### Stored data

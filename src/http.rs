use std::io;
use std::pin::Pin;
use std::time::Duration;

use async_trait::async_trait;
use http::header::{ACCEPT, CONNECTION, CONTENT_TYPE};
use http::{HeaderMap, HeaderValue, Method, StatusCode};
use serde_json::Value;
use tokio::io::{AsyncBufRead, AsyncBufReadExt, AsyncReadExt};

use crate::error::{Error, Result};

/// Streaming reader half of a watch response
pub type BoxBody = Pin<Box<dyn AsyncBufRead + Send>>;

/// A prepared watch call
#[derive(Debug)]
pub struct WatchRequest {
    pub method: Method,
    /// Path and query, relative to the cluster base URL
    pub uri: String,
    pub headers: HeaderMap,
}

/// Raw response surfaced by an [`HttpClient`]
pub struct HttpResponse {
    pub status: StatusCode,
    pub headers: HeaderMap,
    pub body: BoxBody,
}

/// Transport executing watch calls
///
/// Implementations own connection setup, TLS, base-URL resolution and
/// authentication (typically a bearer token added to every request).
/// Dropping the returned body must release the underlying connection.
#[async_trait]
pub trait HttpClient: Send + Sync {
    async fn execute(&self, request: WatchRequest) -> Result<HttpResponse>;
}

pub(crate) fn watch_request(uri: String) -> WatchRequest {
    let mut headers = HeaderMap::new();
    headers.insert(ACCEPT, HeaderValue::from_static("application/json"));
    headers.insert(CONTENT_TYPE, HeaderValue::from_static("application/json"));
    headers.insert(CONNECTION, HeaderValue::from_static("keep-alive"));

    WatchRequest {
        method: Method::GET,
        uri,
        headers,
    }
}

/// Executes a watch call and classifies the HTTP status.
///
/// 2xx responses hand back the streaming body; anything else is drained
/// into an [`Error::Api`] envelope.
pub(crate) async fn open_watch<C>(
    client: &C,
    uri: String,
    read_timeout: Option<Duration>,
) -> Result<WatchBody>
where
    C: HttpClient + ?Sized,
{
    let response = client.execute(watch_request(uri)).await?;
    if response.status.is_success() {
        return Ok(WatchBody::new(response.body, read_timeout));
    }

    // Failure bodies are finite; capture them whole for diagnostics.
    let mut reader = response.body;
    let mut text = String::new();
    let body = match reader.read_to_string(&mut text).await {
        Ok(0) | Err(_) => None,
        Ok(_) => Some(text),
    };

    Err(Error::Api {
        status: response.status,
        headers: response.headers,
        message: response
            .status
            .canonical_reason()
            .unwrap_or("watch request failed")
            .to_string(),
        body,
    })
}

/// Line-oriented reader over a live watch response body
pub struct WatchBody {
    reader: BoxBody,
    read_timeout: Option<Duration>,
    line: String,
}

impl std::fmt::Debug for WatchBody {
    fn fmt(&self, f: &mut std::fmt::Formatter<'_>) -> std::fmt::Result {
        f.debug_struct("WatchBody")
            .field("read_timeout", &self.read_timeout)
            .field("line", &self.line)
            .finish()
    }
}

impl WatchBody {
    pub fn new(reader: BoxBody, read_timeout: Option<Duration>) -> Self {
        Self {
            reader,
            read_timeout,
            line: String::new(),
        }
    }

    /// Reads the next newline-delimited JSON object.
    ///
    /// Consumes exactly one line per call, never reading past the next
    /// newline. An exhausted body yields an `UnexpectedEof` error; an idle
    /// timeout yields `TimedOut`, which the watcher maps to `NoData`.
    pub async fn next_object(&mut self) -> Result<Value> {
        self.line.clear();
        let read = match self.read_timeout {
            Some(limit) => {
                match tokio::time::timeout(limit, self.reader.read_line(&mut self.line)).await {
                    Ok(result) => result?,
                    Err(_elapsed) => {
                        return Err(Error::Io(io::Error::new(
                            io::ErrorKind::TimedOut,
                            "timed out waiting for the next event",
                        )));
                    }
                }
            }
            None => self.reader.read_line(&mut self.line).await?,
        };

        if read == 0 {
            return Err(Error::Io(io::Error::new(
                io::ErrorKind::UnexpectedEof,
                "Null response from the server.",
            )));
        }

        serde_json::from_str(self.line.trim_end()).map_err(Error::Json)
    }
}

#[cfg(test)]
mod tests {
    use std::sync::Mutex;

    use tokio::io::BufReader;

    use super::*;

    fn body_of(text: &'static str) -> BoxBody {
        Box::pin(BufReader::new(text.as_bytes()))
    }

    struct OneShot(Mutex<Option<HttpResponse>>);

    #[async_trait]
    impl HttpClient for OneShot {
        async fn execute(&self, _request: WatchRequest) -> Result<HttpResponse> {
            Ok(self.0.lock().unwrap().take().expect("single call"))
        }
    }

    #[test]
    fn watch_request_carries_streaming_headers() {
        let request = watch_request("/api/v1/pods?watch=true".to_string());

        assert_eq!(request.method, Method::GET);
        assert_eq!(request.headers[ACCEPT], "application/json");
        assert_eq!(request.headers[CONTENT_TYPE], "application/json");
        assert_eq!(request.headers[CONNECTION], "keep-alive");
    }

    #[tokio::test]
    async fn reads_one_object_per_line() {
        let mut body = WatchBody::new(body_of("{\"a\":1}\n{\"b\":2}\n"), None);

        assert_eq!(body.next_object().await.unwrap()["a"], 1);
        assert_eq!(body.next_object().await.unwrap()["b"], 2);
    }

    #[tokio::test]
    async fn exhausted_body_is_a_null_response_error() {
        let mut body = WatchBody::new(body_of(""), None);

        let err = body.next_object().await.unwrap_err();
        assert!(err.to_string().contains("Null response"), "got {err}");
        assert!(!err.is_timeout());
    }

    #[tokio::test]
    async fn invalid_line_surfaces_as_json_error() {
        let mut body = WatchBody::new(body_of("not json\n"), None);

        let err = body.next_object().await.unwrap_err();
        assert!(matches!(err, Error::Json(_)), "got {err:?}");
    }

    #[tokio::test(start_paused = true)]
    async fn idle_read_times_out() {
        let (reader, _writer) = tokio::io::duplex(64);
        let mut body = WatchBody::new(
            Box::pin(BufReader::new(reader)),
            Some(Duration::from_millis(200)),
        );

        let err = body.next_object().await.unwrap_err();
        assert!(err.is_timeout(), "got {err:?}");
    }

    #[tokio::test]
    async fn non_2xx_becomes_an_api_error_with_body() {
        let client = OneShot(Mutex::new(Some(HttpResponse {
            status: StatusCode::FORBIDDEN,
            headers: HeaderMap::new(),
            body: body_of("RBAC: access denied"),
        })));

        let err = open_watch(&client, "/api/v1/pods?watch=true".to_string(), None)
            .await
            .unwrap_err();
        match err {
            Error::Api { status, message, body, .. } => {
                assert_eq!(status, StatusCode::FORBIDDEN);
                assert_eq!(message, "Forbidden");
                assert_eq!(body.as_deref(), Some("RBAC: access denied"));
            }
            other => panic!("unexpected error: {other:?}"),
        }
    }

    #[tokio::test]
    async fn non_2xx_without_body_has_no_body_field() {
        let client = OneShot(Mutex::new(Some(HttpResponse {
            status: StatusCode::SERVICE_UNAVAILABLE,
            headers: HeaderMap::new(),
            body: body_of(""),
        })));

        let err = open_watch(&client, "/api/v1/pods?watch=true".to_string(), None)
            .await
            .unwrap_err();
        match err {
            Error::Api { status, body, .. } => {
                assert_eq!(status, StatusCode::SERVICE_UNAVAILABLE);
                assert_eq!(body, None);
            }
            other => panic!("unexpected error: {other:?}"),
        }
    }
}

### What is needed
Line by line, print the listing above exactly.

### The answer
filename src/http.rs
use std::io;
use std::pin::Pin;
use std::time::Duration;

use async_trait::async_trait;
use http::header::{ACCEPT, CONNECTION, CONTENT_TYPE};
use http::{HeaderMap, HeaderValue, Method, StatusCode};
use serde_json::Value;
use tokio::io::{AsyncBufRead, AsyncBufReadExt, AsyncReadExt};

use crate::error::{Error, Result};

/// Streaming reader half of a watch response
pub type BoxBody = Pin<Box<dyn AsyncBufRead + Send>>;

/// A prepared watch call
#[derive(Debug)]
pub struct WatchRequest {
    pub method: Method,
    /// Path and query, relative to the cluster base URL
    pub uri: String,
    pub headers: HeaderMap,
}

/// Raw response surfaced by an [`HttpClient`]
pub struct HttpResponse {
    pub status: StatusCode,
    pub headers: HeaderMap,
    pub body: BoxBody,
}

/// Transport executing watch calls
///
/// Implementations own connection setup, TLS, base-URL resolution and
/// authentication (typically a bearer token added to every request).
/// Dropping the returned body must release the underlying connection.
#[async_trait]
pub trait HttpClient: Send + Sync {
    async fn execute(&self, request: WatchRequest) -> Result<HttpResponse>;
}

pub(crate) fn watch_request(uri: String) -> WatchRequest {
    let mut headers = HeaderMap::new();
    headers.insert(ACCEPT, HeaderValue::from_static("application/json"));
    headers.insert(CONTENT_TYPE, HeaderValue::from_static("application/json"));
    headers.insert(CONNECTION, HeaderValue::from_static("keep-alive"));

    WatchRequest {
        method: Method::GET,
        uri,
        headers,
    }
}

/// Executes a watch call and classifies the HTTP status.
///
/// 2xx responses hand back the streaming body; anything else is drained
/// into an [`Error::Api`] envelope.
pub(crate) async fn open_watch<C>(
    client: &C,
    uri: String,
    read_timeout: Option<Duration>,
) -> Result<WatchBody>
where
    C: HttpClient + ?Sized,
{
    let response = client.execute(watch_request(uri)).await?;
    if response.status.is_success() {
        return Ok(WatchBody::new(response.body, read_timeout));
    }

    // Failure bodies are finite; capture them whole for diagnostics.
    let mut reader = response.body;
    let mut text = String::new();
    let body = match reader.read_to_string(&mut text).await {
        Ok(0) | Err(_) => None,
        Ok(_) => Some(text),
    };

    Err(Error::Api {
        status: response.status,
        headers: response.headers,
        message: response
            .status
            .canonical_reason()
            .unwrap_or("watch request failed")
            .to_string(),
        body,
    })
}

/// Line-oriented reader over a live watch response body
pub struct WatchBody {
    reader: BoxBody,
    read_timeout: Option<Duration>,
    line: String,
}

impl std::fmt::Debug for WatchBody {
    fn fmt(&self, f: &mut std::fmt::Formatter<'_>) -> std::fmt::Result {
        f.debug_struct("WatchBody")
            .field("read_timeout", &self.read_timeout)
            .field("line", &self.line)
            .finish()
    }
}

impl WatchBody {
    pub fn new(reader: BoxBody, read_timeout: Option<Duration>) -> Self {
        Self {
            reader,
            read_timeout,
            line: String::new(),
        }
    }

    /// Reads the next newline-delimited JSON object.
    ///
    /// Consumes exactly one line per call, never reading past the next
    /// newline. An exhausted body yields an `UnexpectedEof` error; an idle
    /// timeout yields `TimedOut`, which the watcher maps to `NoData`.
    pub async fn next_object(&mut self) -> Result<Value> {
        self.line.clear();
        let read = match self.read_timeout {
            Some(limit) => {
                match tokio::time::timeout(limit, self.reader.read_line(&mut self.line)).await {
                    Ok(result) => result?,
                    Err(_elapsed) => {
                        return Err(Error::Io(io::Error::new(
                            io::ErrorKind::TimedOut,
                            "timed out waiting for the next event",
                        )));
                    }
                }
            }
            None => self.reader.read_line(&mut self.line).await?,
        };

        if read == 0 {
            return Err(Error::Io(io::Error::new(
                io::ErrorKind::UnexpectedEof,
                "Null response from the server.",
            )));
        }

        serde_json::from_str(self.line.trim_end()).map_err(Error::Json)
    }
}

#[cfg(test)]
mod tests {
    use std::sync::Mutex;

    use tokio::io::BufReader;

    use super::*;

    fn body_of(text: &'static str) -> BoxBody {
        Box::pin(BufReader::new(text.as_bytes()))
    }

    struct OneShot(Mutex<Option<HttpResponse>>);

    #[async_trait]
    impl HttpClient for OneShot {
        async fn execute(&self, _request: WatchRequest) -> Result<HttpResponse> {
            Ok(self.0.lock().unwrap().take().expect("single call"))
        }
    }

    #[test]
    fn watch_request_carries_streaming_headers() {
        let request = watch_request("/api/v1/pods?watch=true".to_string());

        assert_eq!(request.method, Method::GET);
        assert_eq!(request.headers[ACCEPT], "application/json");
        assert_eq!(request.headers[CONTENT_TYPE], "application/json");
        assert_eq!(request.headers[CONNECTION], "keep-alive");
    }

    #[tokio::test]
    async fn reads_one_object_per_line() {
        let mut body = WatchBody::new(body_of("{\"a\":1}\n{\"b\":2}\n"), None);

        assert_eq!(body.next_object().await.unwrap()["a"], 1);
        assert_eq!(body.next_object().await.unwrap()["b"], 2);
    }

    #[tokio::test]
    async fn exhausted_body_is_a_null_response_error() {
        let mut body = WatchBody::new(body_of(""), None);

        let err = body.next_object().await.unwrap_err();
        assert!(err.to_string().contains("Null response"), "got {err}");
        assert!(!err.is_timeout());
    }

    #[tokio::test]
    async fn invalid_line_surfaces_as_json_error() {
        let mut body = WatchBody::new(body_of("not json\n"), None);

        let err = body.next_object().await.unwrap_err();
        assert!(matches!(err, Error::Json(_)), "got {err:?}");
    }

    #[tokio::test(start_paused = true)]
    async fn idle_read_times_out() {
        let (reader, _writer) = tokio::io::duplex(64);
        let mut body = WatchBody::new(
            Box::pin(BufReader::new(reader)),
            Some(Duration::from_millis(200)),
        );

        let err = body.next_object().await.unwrap_err();
        assert!(err.is_timeout(), "got {err:?}");
    }

    #[tokio::test]
    async fn non_2xx_becomes_an_api_error_with_body() {
        let client = OneShot(Mutex::new(Some(HttpResponse {
            status: StatusCode::FORBIDDEN,
            headers: HeaderMap::new(),
            body: body_of("RBAC: access denied"),
        })));

        let err = open_watch(&client, "/api/v1/pods?watch=true".to_string(), None)
            .await
            .unwrap_err();
        match err {
            Error::Api { status, message, body, .. } => {
                assert_eq!(status, StatusCode::FORBIDDEN);
                assert_eq!(message, "Forbidden");
                assert_eq!(body.as_deref(), Some("RBAC: access denied"));
            }
            other => panic!("unexpected error: {other:?}"),
        }
    }

    #[tokio::test]
    async fn non_2xx_without_body_has_no_body_field() {
        let client = OneShot(Mutex::new(Some(HttpResponse {
            status: StatusCode::SERVICE_UNAVAILABLE,
            headers: HeaderMap::new(),
            body: body_of(""),
        })));

        let err = open_watch(&client, "/api/v1/pods?watch=true".to_string(), None)
            .await
            .unwrap_err();
        match err {
            Error::Api { status, body, .. } => {
                assert_eq!(status, StatusCode::SERVICE_UNAVAILABLE);
                assert_eq!(body, None);
            }
            other => panic!("unexpected error: {other:?}"),
        }
    }
}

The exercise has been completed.